# Has my jumping improved?



## Flyinghigh12 (Feb 17, 2009)

Hey so here is a picture of how I use to jump to a more updated one. 
older one.








Newer one.


----------



## ChingazMyBoy (Apr 16, 2009)

I think it has alot in your legs.


----------



## xeventer17 (Jan 26, 2009)

i honestly think the first one is better. in the first one your overall form is correct, your legs has just slipped back a lot, tipping your body a bit forward. in the second picture you are standing up and leaning over the horses neck jumping for him instead of letting him come to you. not only is that incorrect, but as you start to jump higher it could cause problems because it makes the horse lean on his forehand thus making it harder for him to get himself over the jump and causing him to jump flat.

ideally, when you jump, you should let your knee and hip angles close, not open. to do this you need to only let your body come out of the saddle a little bit allowing your weight to remain centered by letting your butt slide to the back of the saddle.


----------



## xLaurenOscarx (Aug 11, 2009)

xeventer17 said:


> i honestly think the first one is better. in the first one your overall form is correct, your legs has just slipped back a lot, tipping your body a bit forward. in the second picture you are standing up and leaning over the horses neck jumping for him instead of letting him come to you. not only is that incorrect, but as you start to jump higher it could cause problems because it makes the horse lean on his forehand thus making it harder for him to get himself over the jump and causing him to jump flat.
> 
> ideally, when you jump, you should let your knee and hip angles close, not open. to do this you need to only let your body come out of the saddle a little bit allowing your weight to remain centered by letting your butt slide to the back of the saddle.


 
I Agree


----------



## Fire Eyes (May 13, 2009)

xLaurenOscarx said:


> I Agree


_I second that.
_


----------



## Flyinghigh12 (Feb 17, 2009)

haha maybe bad jump.. I was also riding a more experienced horse then.. does this one look better?
please don't critique my horse in this one.. that was my fault that she didn't jump it.


----------



## xeventer17 (Jan 26, 2009)

it's a bit better but you are still standing a bit too far out of the saddle, and in this one your leg slipped back.

but this one does show improvement over the very first one.


----------



## Spastic_Dove (Oct 4, 2007)

I also think the first one looks better. 
Take my opinion with a grain of salt though.


----------



## sixlets (May 1, 2009)

I agree with everyone else.
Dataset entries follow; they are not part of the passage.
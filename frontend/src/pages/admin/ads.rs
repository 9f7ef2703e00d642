use leptos::*;

use crate::{
    api::{Ad, ApiClient},
    components::{empty_state::EmptyState, layout::LoadingSpinner},
    pages::admin::{
        components::table::{AdminTable, Cell, DeleteButton, DeleteControls, ListHeader},
        repository,
        view_model::{expire_on_load_error, use_delete_flow, use_reload, DeleteFlow},
    },
};

const HEADERS: &[&str] = &["Title", "Position", "Link", "Status", ""];

#[component]
fn AdRow(ad: Ad, flow: DeleteFlow) -> impl IntoView {
    let title = ad.title.clone();
    let active = ad.is_active;
    view! {
        <tr>
            <Cell><span class="font-medium">{ad.title}</span></Cell>
            <Cell>{ad.position.unwrap_or_else(|| "-".into())}</Cell>
            <Cell>
                {ad.link_url.map(|url| view! {
                    <a href=url.clone() target="_blank" rel="noopener noreferrer" class="hover:underline">{url}</a>
                })}
            </Cell>
            <Cell>
                <span
                    class="px-2 py-0.5 rounded text-xs font-semibold"
                    class=("bg-status-success-bg", active)
                    class=("text-status-success-text", active)
                    class=("bg-surface-muted", !active)
                    class=("text-fg-muted", !active)
                >
                    {if active { "Active" } else { "Inactive" }}
                </span>
            </Cell>
            <Cell>
                <DeleteButton flow=flow id=ad.id title=title />
            </Cell>
        </tr>
    }
}

#[component]
pub fn AdminAdsPage() -> impl IntoView {
    let api = use_context::<ApiClient>().unwrap_or_else(ApiClient::new);
    let reload = use_reload();

    let ads = create_local_resource(
        move || reload.get(),
        move |_| {
            let api = api.clone();
            async move { repository::list_ads(&api).await }
        },
    );
    expire_on_load_error(ads);
    let flow = use_delete_flow(|api, id| async move { api.delete_ad(id).await }, reload);

    let count = Signal::derive(move || ads.get().and_then(Result::ok).map(|items| items.len()));
    let rows = move || match ads.get() {
        None => view! { <LoadingSpinner /> }.into_view(),
        Some(Err(err)) => view! { <EmptyState title="Could not load banner ads" description=err.error /> }.into_view(),
        Some(Ok(items)) if items.is_empty() => view! { <EmptyState title="No banner ads yet" /> }.into_view(),
        Some(Ok(items)) => view! {
            <AdminTable headers=HEADERS>
                {items
                    .into_iter()
                    .map(|ad| view! { <AdRow ad=ad flow=flow /> })
                    .collect_view()}
            </AdminTable>
        }
        .into_view(),
    };

    view! {
        <div class="space-y-4">
            <ListHeader title="Banner Ads" count=count />
            <DeleteControls flow=flow noun="banner ad" />
            {rows}
        </div>
    }
}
In the first one you're nice and low, but I would still extend your arms a bit. (By the way, that horse your riding is gorgeous! Red dun, right?)


----------



## Flyinghigh12 (Feb 17, 2009)

Yea i thought I wasn't suppose to go so low.. haha 

Yes the one I'm riding is a red dun qh. Her registered name is royal badland sprint, and thanks!


----------



## equineeventer3390 (Mar 27, 2009)

I am going to have to disagree with everyone and say the second one is better. Your leg is much better in the second one and yes there's a little too much air between you and the saddle but there's also air in the first one. In the first picture you are literally laying on the horse's neck. The jump is very small, that position would be better if it was say a 4ft jump. When you jump, you should let the horse come up to you and close the hip angle not you go down to him. Your upper body really should not move, all you should really be doing is releasing and sinking down into the saddle. The second picture is much better because you let the horse close the angle. Only flaw in the second picture is that you are standing up in the stirrups instead of sinking down into your heals. The third picture is even better but you till need to put your heals down more and keep your crotch in the saddle.


----------